Please retype, character for character, the portion of the entries below that runs from the line containing "use prism_engine::device::GpuInit;" to the last line.

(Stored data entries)
_ _ _ _ _
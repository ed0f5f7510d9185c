//! Prism engine crate.
//!
//! Owns the platform + GPU runtime pieces and the fixed triangle renderer
//! used by the demo binary.

pub mod device;
pub mod window;
pub mod input;
pub mod time;
pub mod core;

pub mod logging;
pub mod coords;
pub mod render;
pub mod paint;
mod app;

use anyhow::Result;
use winit::dpi::PhysicalSize;

use prism_engine::device::GpuInit;
use prism_engine::logging::{init_logging, LoggingConfig};
use prism_engine::window::{Runtime, RuntimeConfig};

use crate::app::TriangleApp;

fn main() -> Result<()> {
    init_logging(LoggingConfig::default());

    let config = RuntimeConfig {
        title: "My first wgpu thing".to_string(),
        initial_size: PhysicalSize::new(800, 600),
        ..RuntimeConfig::default()
    };

    // Store shader colors unmodified rather than sRGB-encoding them.
    let gpu_init = GpuInit {
        prefer_srgb: false,
        present_mode: wgpu::PresentMode::Fifo,
    };

    Runtime::run(config, gpu_init, TriangleApp::new)?;

    log::info!("bye");
    Ok(())
}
_ _ _ _ _
Solution for this exercise →
use prism_engine::device::GpuInit;
use prism_engine::logging::{init_logging, LoggingConfig};
use prism_engine::window::{Runtime, RuntimeConfig};

use crate::app::TriangleApp;

fn main() -> Result<()> {
    init_logging(LoggingConfig::default());

    let config = RuntimeConfig {
        title: "My first wgpu thing".to_string(),
        initial_size: PhysicalSize::new(800, 600),
        ..RuntimeConfig::default()
    };

    // Store shader colors unmodified rather than sRGB-encoding them.
    let gpu_init = GpuInit {
        prefer_srgb: false,
        present_mode: wgpu::PresentMode::Fifo,
    };

    Runtime::run(config, gpu_init, TriangleApp::new)?;

    log::info!("bye");
    Ok(())
}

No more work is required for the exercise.